Task details
Copy, exactly and without additions, every line in the records below from the one holding "the last one." through the one holding "let mut message = err.to_string();", both ends included.

Input data
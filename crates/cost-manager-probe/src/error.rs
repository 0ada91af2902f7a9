// crates/cost-manager-probe/src/error.rs
// ============================================================================
// Module: Probe Errors
// Description: Transport and probe error types.
// Purpose: Keep infrastructure flakiness apart from contract violations.
// Dependencies: cost-manager-contract, reqwest, thiserror
// ============================================================================

//! ## Overview
//! [`TransportFailure`] is a single failed attempt, classified from the
//! underlying `reqwest` error. [`TransportError`] is what remains once the
//! retry policy gave up. [`ProbeError`] is what a probe returns.

// ============================================================================
// SECTION: Imports
// ============================================================================

use std::error::Error as _;

use cost_manager_contract::ContractViolation;
use thiserror::Error;

// ============================================================================
// SECTION: Transport
// ============================================================================

/// Classification of a failed HTTP attempt.
///
/// # Invariants
/// - Variants are stable labels for logs and summaries.
#[derive(Debug, Clone, Copy, PartialEq, Eq)]
pub enum TransportKind {
    /// Connection could not be established.
    Connect,
    /// Request or response exceeded the timeout.
    Timeout,
    /// Connection dropped mid-exchange (reset, broken pipe, EOF).
    Interrupted,
    /// Response body could not be read to the end.
    Body,
    /// Request could not be built (bad URL, client construction).
    Build,
    /// Any other client error.
    Other,
}

impl TransportKind {
    /// Returns true when another attempt may succeed.
    #[must_use]
    pub const fn is_transient(self) -> bool {
        matches!(self, Self::Connect | Self::Timeout | Self::Interrupted | Self::Body)
    }

    /// Returns true when the request never reached the server.
    #[must_use]
    pub const fn is_unsent(self) -> bool {
        matches!(self, Self::Connect)
    }

    /// Returns a stable label.
    #[must_use]
    pub const fn as_str(self) -> &'static str {
        match self {
            Self::Connect => "connect",
            Self::Timeout => "timeout",
            Self::Interrupted => "interrupted",
            Self::Body => "body",
            Self::Build => "build",
            Self::Other => "other",
        }
    }
}

/// A single failed attempt.
#[derive(Debug, Clone, PartialEq, Eq, Error)]
#[error("{} error: {message}", .kind.as_str())]
pub struct TransportFailure {
    /// Failure class.
    pub kind: TransportKind,
    /// Underlying error text.
    pub message: String,
}

impl TransportFailure {
    /// Creates a failure of the given kind.
    #[must_use]
    pub fn new(kind: TransportKind, message: impl Into<String>) -> Self {
        Self {
            kind,
            message: message.into(),
        }
    }

    /// Classifies a `reqwest` error.
    #[must_use]
    pub fn from_reqwest(err: &reqwest::Error) -> Self {
        Self::new(classify(err), error_chain(err))
    }
}

/// Transport failure after the retry policy is exhausted.
#[derive(Debug, Clone, PartialEq, Eq, Error)]
#[error("{operation} failed after {attempts} attempt(s): {failure}")]
pub struct TransportError {
    /// Method and path, or another label for the operation.
    pub operation: String,
    /// Attempts made, including the last one.
    pub attempts: u32,
    /// Last observed failure.
    pub failure: TransportFailure,
}

impl TransportError {
    /// Returns the failure class of the last attempt.
    #[must_use]
    pub const fn kind(&self) -> TransportKind {
        self.failure.kind
    }
}

// ============================================================================
// SECTION: Probe Errors
// ============================================================================

/// Why a probe failed.
#[derive(Debug, Clone, PartialEq, Error)]
pub enum ProbeError {
    /// The service could not be reached.
    #[error("transport: {0}")]
    Transport(#[from] TransportError),
    /// The service answered outside the contract.
    #[error("contract: {0}")]
    Contract(#[from] ContractViolation),
    /// Fixture setup failed, so the probe did not run.
    #[error("setup: {0}")]
    Setup(String),
}

// ============================================================================
// SECTION: Helpers
// ============================================================================

/// Maps a `reqwest` error onto a [`TransportKind`].
fn classify(err: &reqwest::Error) -> TransportKind {
    if err.is_builder() {
        return TransportKind::Build;
    }
    if err.is_timeout() {
        return TransportKind::Timeout;
    }
    if err.is_connect() {
        return TransportKind::Connect;
    }
    if err.is_body() || err.is_decode() {
        return TransportKind::Body;
    }
    let message = error_chain(err).to_ascii_lowercase();
    let interrupted = message.contains("connection reset")
        || message.contains("connection closed")
        || message.contains("connection aborted")
        || message.contains("broken pipe")
        || message.contains("incomplete message")
        || message.contains("eof");
    if interrupted {
        return TransportKind::Interrupted;
    }
    if message.contains("timed out") {
        return TransportKind::Timeout;
    }
    TransportKind::Other
}

/// Joins an error and its sources with `: `.
fn error_chain(err: &reqwest::Error) -> String {
    let mut message = err.to_string();
    let mut source = err.source();
    while let Some(cause) = source {
        message.push_str(": ");
        message.push_str(&cause.to_string());
        source = cause.source();
    }
    message
}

Exercise output
    /// Attempts made, including the last one.
    pub attempts: u32,
    /// Last observed failure.
    pub failure: TransportFailure,
}

impl TransportError {
    /// Returns the failure class of the last attempt.
    #[must_use]
    pub const fn kind(&self) -> TransportKind {
        self.failure.kind
    }
}

// ============================================================================
// SECTION: Probe Errors
// ============================================================================

/// Why a probe failed.
#[derive(Debug, Clone, PartialEq, Error)]
pub enum ProbeError {
    /// The service could not be reached.
    #[error("transport: {0}")]
    Transport(#[from] TransportError),
    /// The service answered outside the contract.
    #[error("contract: {0}")]
    Contract(#[from] ContractViolation),
    /// Fixture setup failed, so the probe did not run.
    #[error("setup: {0}")]
    Setup(String),
}

// ============================================================================
// SECTION: Helpers
// ============================================================================

/// Maps a `reqwest` error onto a [`TransportKind`].
fn classify(err: &reqwest::Error) -> TransportKind {
    if err.is_builder() {
        return TransportKind::Build;
    }
    if err.is_timeout() {
        return TransportKind::Timeout;
    }
    if err.is_connect() {
        return TransportKind::Connect;
    }
    if err.is_body() || err.is_decode() {
        return TransportKind::Body;
    }
    let message = error_chain(err).to_ascii_lowercase();
    let interrupted = message.contains("connection reset")
        || message.contains("connection closed")
        || message.contains("connection aborted")
        || message.contains("broken pipe")
        || message.contains("incomplete message")
        || message.contains("eof");
    if interrupted {
        return TransportKind::Interrupted;
    }
    if message.contains("timed out") {
        return TransportKind::Timeout;
    }
    TransportKind::Other
}

/// Joins an error and its sources with `: `.
fn error_chain(err: &reqwest::Error) -> String {
    let mut message = err.to_string();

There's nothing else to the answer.